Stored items
•••
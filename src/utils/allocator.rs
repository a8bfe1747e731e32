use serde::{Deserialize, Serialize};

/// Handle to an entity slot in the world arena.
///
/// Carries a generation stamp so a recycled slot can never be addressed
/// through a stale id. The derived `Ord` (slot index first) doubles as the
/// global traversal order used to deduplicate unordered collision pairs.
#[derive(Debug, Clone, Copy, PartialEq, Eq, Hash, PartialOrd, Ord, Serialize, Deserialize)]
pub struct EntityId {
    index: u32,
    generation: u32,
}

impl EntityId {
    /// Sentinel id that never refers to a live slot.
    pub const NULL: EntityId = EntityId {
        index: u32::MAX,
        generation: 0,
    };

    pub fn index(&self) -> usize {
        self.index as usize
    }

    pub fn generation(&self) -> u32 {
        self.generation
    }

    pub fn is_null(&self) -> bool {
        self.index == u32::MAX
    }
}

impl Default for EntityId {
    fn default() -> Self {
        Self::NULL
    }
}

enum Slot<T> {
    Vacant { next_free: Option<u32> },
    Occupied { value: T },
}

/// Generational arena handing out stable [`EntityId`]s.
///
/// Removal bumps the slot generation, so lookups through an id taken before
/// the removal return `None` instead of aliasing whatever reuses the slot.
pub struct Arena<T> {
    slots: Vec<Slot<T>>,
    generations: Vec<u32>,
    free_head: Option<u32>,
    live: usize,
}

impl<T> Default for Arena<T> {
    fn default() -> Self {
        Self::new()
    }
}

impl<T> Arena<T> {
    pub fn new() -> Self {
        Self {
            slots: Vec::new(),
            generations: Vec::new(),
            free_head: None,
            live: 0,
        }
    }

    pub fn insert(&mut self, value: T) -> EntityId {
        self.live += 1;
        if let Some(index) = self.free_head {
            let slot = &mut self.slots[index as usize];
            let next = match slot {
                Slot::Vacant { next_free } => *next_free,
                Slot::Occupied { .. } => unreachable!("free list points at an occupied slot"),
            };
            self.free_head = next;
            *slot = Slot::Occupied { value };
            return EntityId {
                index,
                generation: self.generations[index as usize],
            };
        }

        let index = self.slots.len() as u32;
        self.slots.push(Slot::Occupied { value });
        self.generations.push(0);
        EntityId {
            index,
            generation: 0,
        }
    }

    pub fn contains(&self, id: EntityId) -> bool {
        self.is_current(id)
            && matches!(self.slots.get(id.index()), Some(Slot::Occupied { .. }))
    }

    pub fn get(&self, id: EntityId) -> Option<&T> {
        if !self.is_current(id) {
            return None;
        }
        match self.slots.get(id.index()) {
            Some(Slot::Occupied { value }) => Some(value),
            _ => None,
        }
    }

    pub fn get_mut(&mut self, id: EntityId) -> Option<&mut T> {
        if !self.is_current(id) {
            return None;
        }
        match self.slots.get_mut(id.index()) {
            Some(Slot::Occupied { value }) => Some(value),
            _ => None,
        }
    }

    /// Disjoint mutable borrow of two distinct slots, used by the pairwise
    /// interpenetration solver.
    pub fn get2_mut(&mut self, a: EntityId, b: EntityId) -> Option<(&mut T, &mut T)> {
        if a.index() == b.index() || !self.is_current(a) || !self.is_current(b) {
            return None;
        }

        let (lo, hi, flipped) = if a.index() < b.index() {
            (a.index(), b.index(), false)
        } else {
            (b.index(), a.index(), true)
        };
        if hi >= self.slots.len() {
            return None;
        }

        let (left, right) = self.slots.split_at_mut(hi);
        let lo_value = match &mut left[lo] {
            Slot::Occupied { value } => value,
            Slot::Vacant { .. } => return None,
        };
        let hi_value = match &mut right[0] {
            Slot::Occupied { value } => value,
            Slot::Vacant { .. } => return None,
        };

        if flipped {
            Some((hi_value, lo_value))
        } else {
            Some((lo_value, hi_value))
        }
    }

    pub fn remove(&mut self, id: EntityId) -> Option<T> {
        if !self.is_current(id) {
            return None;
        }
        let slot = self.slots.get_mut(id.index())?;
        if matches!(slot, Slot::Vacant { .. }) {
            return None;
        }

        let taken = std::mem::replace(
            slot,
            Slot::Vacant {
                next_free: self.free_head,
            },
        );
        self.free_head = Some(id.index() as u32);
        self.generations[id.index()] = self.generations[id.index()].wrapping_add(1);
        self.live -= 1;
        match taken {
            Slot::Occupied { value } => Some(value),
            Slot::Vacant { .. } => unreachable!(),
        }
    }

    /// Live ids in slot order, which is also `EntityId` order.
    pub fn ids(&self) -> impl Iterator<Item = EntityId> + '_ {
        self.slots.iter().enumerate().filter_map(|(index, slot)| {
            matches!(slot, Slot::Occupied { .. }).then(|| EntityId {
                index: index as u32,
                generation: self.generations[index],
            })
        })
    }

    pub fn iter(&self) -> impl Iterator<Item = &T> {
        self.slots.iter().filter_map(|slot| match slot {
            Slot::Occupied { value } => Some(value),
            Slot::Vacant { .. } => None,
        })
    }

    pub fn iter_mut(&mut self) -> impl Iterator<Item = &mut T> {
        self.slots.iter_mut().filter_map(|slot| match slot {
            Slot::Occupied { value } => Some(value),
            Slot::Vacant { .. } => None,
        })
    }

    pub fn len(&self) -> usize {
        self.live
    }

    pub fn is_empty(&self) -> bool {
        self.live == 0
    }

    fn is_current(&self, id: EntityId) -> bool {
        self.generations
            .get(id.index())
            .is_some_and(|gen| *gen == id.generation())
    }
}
•••
What you have to do: Lines that include the word "impl" are to be extracted from the data above.

Solution to the exercise:
impl EntityId {
impl Default for EntityId {
impl<T> Default for Arena<T> {
impl<T> Arena<T> {
    pub fn ids(&self) -> impl Iterator<Item = EntityId> + '_ {
    pub fn iter(&self) -> impl Iterator<Item = &T> {
    pub fn iter_mut(&mut self) -> impl Iterator<Item = &mut T> {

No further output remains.